It turned out I was right.
Mr. Harrington walked right up to me when I first sat down in his Chemistry II class, sitting right next to Peter. With a great big grin on his face, he said, 'Hello! You must be a new student! Welcome to Midtown! Sorry I don't know your name, they usually tell me ahead of time…'
'Mr. Harrington,' I said flatly, looking him dead in the eye. 'It's m-me. It's Mia. Mia Fletcher?'
Mr. Harrington blinked at me, stunned. I could hear Peter and Ned muffling their laughter behind me as he quickly backpedaled. 'Oh! Oh my gosh! It is you, Mia! Gosh, I didn't even recognize you! When Morita told me you were coming back, I didn't actually realize…'
'It's f-fine,' I said, and I had a feeling I was going to say that a lot today.
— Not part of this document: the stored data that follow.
/// Resolves the final metadata from both strategies.
///
/// FLAC values win, then container tags fill the gaps: common keys first, then
/// the ID3, iTunes/MP4 and Xiph key names. Title falls back to `stem`.
pub fn merge( flac: Option<FlacMetadata>, container: Option<ContainerTags>, stem: &str ) -> ParsedMetadata {
    let mut meta = ParsedMetadata::default();
    let mut flac_duration = None;

    if let Some( flac ) = flac {
        meta.title = clean( flac.title() );
        meta.artist = clean( flac.artist() );
        meta.album = clean( flac.album() );
        flac_duration = flac.duration();
        meta.artwork = flac.picture
            .filter( |p| !p.data.is_empty() )
            .map( |p| Artwork::new( p.data ) );
    }

    if let Some( container ) = container {
        let items = &container.items;
        fill( &mut meta.title, items, CommonKey::Title );
        fill( &mut meta.artist, items, CommonKey::Artist );
        fill( &mut meta.album, items, CommonKey::Album );

        if meta.artwork.is_none() {
            meta.artwork = select_artwork( items );
        }
        meta.duration = container.duration;
    }

    meta.duration = meta.duration.or( flac_duration );
    if meta.title.is_none() && !stem.is_empty() {
        meta.title = Some( stem.to_string() );
    }

    meta
}


fn clean( value: Option<&str> ) -> Option<String> {
    value.map( str::trim ).filter( |v| !v.is_empty() ).map( str::to_string )
}


fn fill( slot: &mut Option<String>, items: &[TagItem], field: CommonKey ) {
    if slot.is_some() {
        return;
    }
    *slot = find_text( items, field ).map( str::to_string );
}
//! Shuffle and repeat modes

use std::fmt;
use std::str::FromStr;

use serde::{ Deserialize, Serialize };


/// Repeat mode for the session.
#[derive( Debug, Clone, Copy, PartialEq, Eq, Default, Serialize, Deserialize )]
#[serde( rename_all = "lowercase" )]
pub enum RepeatMode {
    #[default]
    Off,
    All,
    One,
}


impl RepeatMode {
    /// Next mode in the `off -> all -> one -> off` cycle.
    pub fn cycled( self ) -> Self {
        match self {
            RepeatMode::Off => RepeatMode::All,
            RepeatMode::All => RepeatMode::One,
            RepeatMode::One => RepeatMode::Off,
        }
    }


    pub fn as_str( self ) -> &'static str {
        match self {
            RepeatMode::Off => "off",
            RepeatMode::All => "all",
            RepeatMode::One => "one",
        }
    }
}


impl fmt::Display for RepeatMode {
    fn fmt( &self, f: &mut fmt::Formatter<'_> ) -> fmt::Result {
        f.write_str( self.as_str() )
    }
}


impl FromStr for RepeatMode {
    type Err = String;

    /// Accepts the names as well as the numeric encoding 0/1/2.
    fn from_str( s: &str ) -> Result<Self, Self::Err> {
        match s.trim().to_lowercase().as_str() {
            "off" | "0" => Ok( RepeatMode::Off ),
            "all" | "1" => Ok( RepeatMode::All ),
            "one" | "2" => Ok( RepeatMode::One ),
            other => Err( format!( "Unknown repeat mode: {}", other ) ),
        }
    }
}


/// Shuffle flag and repeat mode, set independently.
#[derive( Debug, Clone, Copy, PartialEq, Eq, Default, Serialize, Deserialize )]
pub struct PlaybackMode {
    pub shuffle: bool,
    pub repeat: RepeatMode,
}


impl PlaybackMode {
    pub fn new( shuffle: bool, repeat: RepeatMode ) -> Self {
        Self { shuffle, repeat }
    }


    /// Advances repeat by one step; shuffle is left alone.
    pub fn cycle_repeat( &mut self ) {
        self.repeat = self.repeat.cycled();
    }


    /// Steps the combined play-mode control.
    ///
    /// From the default mode this walks `{shuffle} -> {off} -> {all} -> {one} -> {shuffle}`.
    /// Shuffle combined with a repeat mode is only reachable through the direct setters.
    pub fn cycle( &mut self ) {
        if self.shuffle {
            self.shuffle = false;
            self.cycle_repeat();
        } else {
            match self.repeat {
                RepeatMode::Off => self.repeat = RepeatMode::All,
                RepeatMode::All => self.repeat = RepeatMode::One,
                RepeatMode::One => {
                    self.repeat = RepeatMode::Off;
                    self.shuffle = true;
                }
            }
        }
    }
}


impl fmt::Display for PlaybackMode {
    fn fmt( &self, f: &mut fmt::Formatter<'_> ) -> fmt::Result {
        write!(
            f,
            "shuffle {}, repeat {}",
            if self.shuffle { "on" } else { "off" },
            self.repeat
        )
    }
}


#[cfg( test )]
mod tests {
    use super::*;


    #[test]
    fn test_cycle_repeat() {
        let mut mode = PlaybackMode::default();
        mode.cycle_repeat();
        assert_eq!( mode.repeat, RepeatMode::All );
        mode.cycle_repeat();
        assert_eq!( mode.repeat, RepeatMode::One );
        mode.cycle_repeat();
        assert_eq!( mode.repeat, RepeatMode::Off );
        assert!( !mode.shuffle );
    }


    #[test]
    fn test_cycle_play_mode_four_states() {
        let mut mode = PlaybackMode::new( true, RepeatMode::Off );
        let start = mode;

        mode.cycle();
        assert_eq!( mode, PlaybackMode::new( false, RepeatMode::All ) );
        mode.cycle();
        assert_eq!( mode, PlaybackMode::new( false, RepeatMode::One ) );
        mode.cycle();
        assert_eq!( mode, PlaybackMode::new( true, RepeatMode::Off ) );
        assert_eq!( mode, start );
    }


    #[test]
    fn test_cycle_from_default_enters_loop() {
        let mut mode = PlaybackMode::default();
        let mut seen = Vec::new();
        for _ in 0..4 {
            mode.cycle();
            seen.push( mode );
        }
        assert_eq!( seen, vec![
            PlaybackMode::new( false, RepeatMode::All ),
            PlaybackMode::new( false, RepeatMode::One ),
            PlaybackMode::new( true, RepeatMode::Off ),
            PlaybackMode::new( false, RepeatMode::All ),
        ]);
    }


    #[test]
    fn test_cycle_out_of_shuffle_with_repeat() {
        // Only reachable via direct setters
        let mut mode = PlaybackMode::new( true, RepeatMode::All );
        mode.cycle();
        assert_eq!( mode, PlaybackMode::new( false, RepeatMode::One ) );

        let mut mode = PlaybackMode::new( true, RepeatMode::One );
        mode.cycle();
        assert_eq!( mode, PlaybackMode::new( false, RepeatMode::Off ) );
    }


    #[test]
    fn test_repeat_from_str() {
        assert_eq!( "ALL".parse::<RepeatMode>(), Ok( RepeatMode::All ) );
        assert_eq!( "2".parse::<RepeatMode>(), Ok( RepeatMode::One ) );
        assert_eq!( " off ".parse::<RepeatMode>(), Ok( RepeatMode::Off ) );
        assert!( "sometimes".parse::<RepeatMode>().is_err() );
    }


    #[test]
    fn test_repeat_serde_lowercase() {
        let json = serde_json::to_string( &RepeatMode::One ).unwrap();
        assert_eq!( json, "\"one\"" );
        let back: RepeatMode = serde_json::from_str( "\"all\"" ).unwrap();
        assert_eq!( back, RepeatMode::All );
    }
}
I offered him a smile. At least he seemed genuinely happy to see me. The last I remembered Mr. Harrington, I had been coldly declining his offer to join Decathlon. 'I know I look different.'
'Well, I'm glad to see you've returned, and in good health I might add!' Mr. Harrington was smiling again. 'Now, I know today's topic may be over your head, but I'm sure Peter can catch you up. We'll be taking plenty of notes in this class…'
That was a mildly pleasant experience, although I felt a little silly, getting the special treatment. Mr. Harrington, bless his heart, did his best to accommodate me, giving me extra notes, and even reintroducing me to the class when everyone was settled. I got to sit and stare at the floor while everyone clapped awkwardly, before exploding into a series of questions that I was never going to answer.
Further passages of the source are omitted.